Car même s'ils ont paru émoussés contre l'Angleterre, les joueurs au damier ont retrouvé un second souffle en deuxième période, et même paru plus en forme que leurs adversaires dans la prolongation. Paul Pogba voit même dans le scénario de cette demi-finale une preuve supplémentaire de la force des Croates. "Ils n'ont rien lâché, ils perdaient 1-0 et ils sont revenus", a-t-il souligné jeudi. "Mentalement, ils sont forts. Ils ont joué 90 minutes en plus, et je ne sais pas si c'est un désavantage pour eux : ils seront encore plus déterminés et voudront nous montrer qu'avec 90 minutes en plus, ils peuvent gagner."

 

On pourrait ajouter que les Croates ont été menés par l'Angleterre, mais aussi par le Danemark et la Russie, avant de se qualifier à chaque fois. "La force, l'énergie de cette équipe...", s'est enthousiasmé mercredi le sélectionneur de la Croatie, Zlatko Dalic, qui rapporte une anecdote riche de sens. "À un moment, je voulais faire des remplacements mais personne ne voulait sortir (les quatre remplacements croates ont d'ailleurs eu lieu dans la prolongation, ndlr) ! Certains joueurs ont joué avec des petites blessures, le genre de blessures qui auraient pu leur faire manquer d'autres matches.

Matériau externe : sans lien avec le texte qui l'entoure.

//! Dynamic capsule body backed by rapier3d

use glam::Vec3;
use rapier3d::prelude::*;

use crate::body::{GroundProbe, GroundSample, PhysicsBody};
use crate::PhysicsWorld;

/// Character body configuration
#[derive(Debug, Clone)]
pub struct CharacterBodyConfig {
    /// Capsule height (default: 2m)
    pub height: f32,
    /// Capsule radius (default: 0.5m)
    pub radius: f32,
    /// Body mass; scales the response to forces (default: 1kg)
    pub mass: f32,
    /// Extra reach below the capsule for the grounded check
    pub ground_check_margin: f32,
    /// Extra reach below the capsule for the slope probe
    pub slope_check_margin: f32,
}

impl Default for CharacterBodyConfig {
    fn default() -> Self {
        Self {
            height: 2.0,
            radius: 0.5,
            mass: 1.0,
            ground_check_margin: 0.2,
            slope_check_margin: 0.3,
        }
    }
}

/// Handles to a spawned character capsule
#[derive(Debug, Clone)]
pub struct CharacterBody {
    /// Configuration
    pub config: CharacterBodyConfig,
    /// Rigid body handle
    pub body: RigidBodyHandle,
    /// Capsule collider handle
    pub collider: ColliderHandle,
    /// Current height scale (1.0 = standing)
    height_scale: f32,
}

impl CharacterBody {
    /// Spawn a rotation-locked dynamic capsule centered at `position`
    pub fn spawn(physics: &mut PhysicsWorld, config: CharacterBodyConfig, position: Vec3) -> Self {
        let rigid_body = RigidBodyBuilder::dynamic()
            .translation(vector![position.x, position.y, position.z])
            .lock_rotations()
            .build();

        let collider = ColliderBuilder::capsule_y(Self::half_segment(&config, 1.0), config.radius)
            .mass(config.mass)
            .friction(0.0)
            .restitution(0.0)
            .build();

        let (body, collider) = physics.add_dynamic_body(rigid_body, collider);
        tracing::debug!(?position, "Spawned character body");

        Self {
            config,
            body,
            collider,
            height_scale: 1.0,
        }
    }

    /// Borrow the world as a [`PhysicsBody`] for this character
    pub fn bind<'w>(&'w mut self, physics: &'w mut PhysicsWorld) -> RapierBody<'w> {
        RapierBody {
            physics,
            character: self,
        }
    }

    /// Center position of the capsule
    pub fn position(&self, physics: &PhysicsWorld) -> Vec3 {
        physics
            .get_rigid_body(self.body)
            .map(|rb| {
                let t = rb.translation();
                Vec3::new(t.x, t.y, t.z)
            })
            .unwrap_or(Vec3::ZERO)
    }

    /// Current height scale
    pub fn height_scale(&self) -> f32 {
        self.height_scale
    }

    fn half_segment(config: &CharacterBodyConfig, scale: f32) -> f32 {
        ((config.height * scale - 2.0 * config.radius) / 2.0).max(0.01)
    }

    fn half_height(&self) -> f32 {
        self.config.height * self.height_scale * 0.5
    }
}

/// A character body bound to its world for one tick
pub struct RapierBody<'w> {
    physics: &'w mut PhysicsWorld,
    character: &'w mut CharacterBody,
}

impl RapierBody<'_> {
    fn rigid_body(&self) -> Option<&RigidBody> {
        self.physics.get_rigid_body(self.character.body)
    }

    fn rigid_body_mut(&mut self) -> Option<&mut RigidBody> {
        self.physics.get_rigid_body_mut(self.character.body)
    }
}

impl PhysicsBody for RapierBody<'_> {
    fn velocity(&self) -> Vec3 {
        self.rigid_body()
            .map(|rb| {
                let v = rb.linvel();
                Vec3::new(v.x, v.y, v.z)
            })
            .unwrap_or(Vec3::ZERO)
    }

    fn set_velocity(&mut self, velocity: Vec3) {
        if let Some(rb) = self.rigid_body_mut() {
            rb.set_linvel(vector![velocity.x, velocity.y, velocity.z], true);
        }
    }

    fn apply_impulse(&mut self, impulse: Vec3) {
        // Velocity-domain: the change does not depend on the body's mass
        if let Some(rb) = self.rigid_body_mut() {
            let v = *rb.linvel() + vector![impulse.x, impulse.y, impulse.z];
            rb.set_linvel(v, true);
        }
    }

    fn add_force(&mut self, force: Vec3) {
        if let Some(rb) = self.rigid_body_mut() {
            rb.add_force(vector![force.x, force.y, force.z], true);
        }
    }

    fn set_gravity_enabled(&mut self, enabled: bool) {
        if let Some(rb) = self.rigid_body_mut() {
            rb.set_gravity_scale(if enabled { 1.0 } else { 0.0 }, true);
        }
    }

    fn set_drag(&mut self, drag: f32) {
        if let Some(rb) = self.rigid_body_mut() {
            rb.set_linear_damping(drag);
        }
    }

    fn ground(&self) -> GroundSample {
        let Some(rb) = self.rigid_body() else {
            return GroundSample::airborne();
        };
        let t = rb.translation();
        let origin = Vec3::new(t.x, t.y, t.z);

        let half_height = self.character.half_height();
        let ground_reach = half_height + self.character.config.ground_check_margin;
        let slope_reach = half_height + self.character.config.slope_check_margin;
        let filter = QueryFilter::default().exclude_rigid_body(self.character.body);

        match self
            .physics
            .raycast_detailed(origin, Vec3::NEG_Y, slope_reach.max(ground_reach), filter)
        {
            Some(hit) => GroundSample {
                grounded: hit.distance <= ground_reach,
                probe: if hit.distance <= slope_reach {
                    GroundProbe::hit(hit.normal)
                } else {
                    GroundProbe::miss()
                },
            },
            None => GroundSample::airborne(),
        }
    }

    fn set_height_scale(&mut self, scale: f32) {
        let scale = scale.max(0.05);
        let half_segment = CharacterBody::half_segment(&self.character.config, scale);
        let radius = self.character.config.radius;
        if let Some(collider) = self.physics.collider_set.get_mut(self.character.collider) {
            collider.set_shape(SharedShape::capsule_y(half_segment, radius));
        }
        self.character.height_scale = scale;
    }
}

#[cfg(test)]
mod tests {
    use super::*;

    #[test]
    fn test_character_body_config() {
        let config = CharacterBodyConfig::default();
        assert_eq!(config.height, 2.0);
        assert_eq!(config.radius, 0.5);
        assert_eq!(config.mass, 1.0);
    }

    #[test]
    fn test_ground_probe_on_flat_ground() {
        let mut world = PhysicsWorld::new();
        world.create_ground(0.0);
        let mut character =
            CharacterBody::spawn(&mut world, CharacterBodyConfig::default(), Vec3::new(0.0, 1.05, 0.0));
        world.update_queries();

        let body = character.bind(&mut world);
        let sample = body.ground();
        assert!(sample.grounded);
        assert!(sample.probe.hit);
        assert!((sample.probe.normal - Vec3::Y).length() < 1e-4);
    }

    #[test]
    fn test_ground_probe_in_the_air() {
        let mut world = PhysicsWorld::new();
        world.create_ground(0.0);
        let mut character =
            CharacterBody::spawn(&mut world, CharacterBodyConfig::default(), Vec3::new(0.0, 10.0, 0.0));
        world.update_queries();

        let body = character.bind(&mut world);
        assert_eq!(body.ground(), GroundSample::airborne());
    }

    #[test]
    fn test_impulse_changes_velocity() {
        let mut world = PhysicsWorld::new();
        let mut character =
            CharacterBody::spawn(&mut world, CharacterBodyConfig::default(), Vec3::new(0.0, 5.0, 0.0));

        let mut body = character.bind(&mut world);
        body.set_gravity_enabled(false);
        body.apply_impulse(Vec3::new(3.0, 0.0, 0.0));
        assert!((body.velocity().x - 3.0).abs() < 1e-3);
    }
}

C'est incroyable, personne ne voulait abandonner, dire 'Je ne suis pas prêt' avant le match. Cela montre le caractère de cette équipe et c'est ce qui me rend heureux."

  • Les ressorts psychologiques

Si le physique a joué un rôle essentiel dans la réussite croate, c'est qu'il est soutenu par un mental hors du commun, dont les racines sont à chercher dans le rapport des joueurs à leur pays. La Croatie est un jeune pays, né en 1991 de la scission de la Yougoslavie et dans des circonstances tragiques. Dès lors, le sport a été un moyen d'affirmation par rapport au voisin serbe, pour faire connaître un "petit" pays (57.000 km2 contre 672.000 km2 pour la France, 4 millions d'habitants contre près de 68 millions) désormais destination touristique très courue. La Croatie est la plus "modeste" nation en finale d'une Coupe du monde depuis l'Uruguay, vainqueur du Brésil en 1950.

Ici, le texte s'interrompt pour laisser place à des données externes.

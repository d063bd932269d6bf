//! Counter store trait for abstracting in-process and distributed accounting.

use async_trait::async_trait;

use super::decision::Decision;
use super::policy::Policy;

/// Trait for counter store implementations.
///
/// This trait abstracts over the in-process fixed-window store and the
/// distributed sliding-window store so the [`RateLimiter`](super::RateLimiter)
/// facade can drive either.
#[async_trait]
pub trait CounterStore: Send + Sync {
    /// Count a request for `key` and decide whether it is within budget.
    ///
    /// Never fails: a store that cannot reach its backing state must still
    /// return a decision.
    async fn check(&self, key: &str) -> Decision;

    /// Forget everything known about `key`.
    async fn reset(&self, key: &str) -> crate::error::Result<()>;

    /// The policy this store enforces.
    fn policy(&self) -> &Policy;
}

"Habités par autre chose". Ce sentiment de jouer pour un pays tout entier, notre consultant Raymond Domenech en fait la force n°1 de l'adversaire des Bleus dimanche. "J'aurais préféré affronter l'Angleterre. J'aurais été alors prêt à parier ma paye sur une victoire de l'équipe de France. Là, la Croatie, c'est plus fort. C'est une équipe qui a un vrai mental, qui joue plus que pour le football, pour quelque chose de plus grand. Ils sont quatre millions de Croates, et ils vont jouer dimanche pour tout un peuple. C'est ça le plus inquiétant. J'ai le sentiment qu'ils sont habités par autre chose."

Et, à cette dimension patriotique, on peut ajouter le sentiment de revanche. Car même s'ils s'en défendent ("On ne cherchera pas à prendre notre revanche", a d'ores et déjà avancé le sélectionneur croate), le staff et les joueurs gardent dans un coin de leur tête la demi-finale perdue face à la France en 1998 (2-1). "Thuram (auteur d'un doublé lors de cette demi-finale, ndlr)… Cela a été le sujet de discussion des 20 dernières années !", a confirmé Zlatko Dalic. Oui, tous ces éléments ont tout de même de quoi faire un peu peur.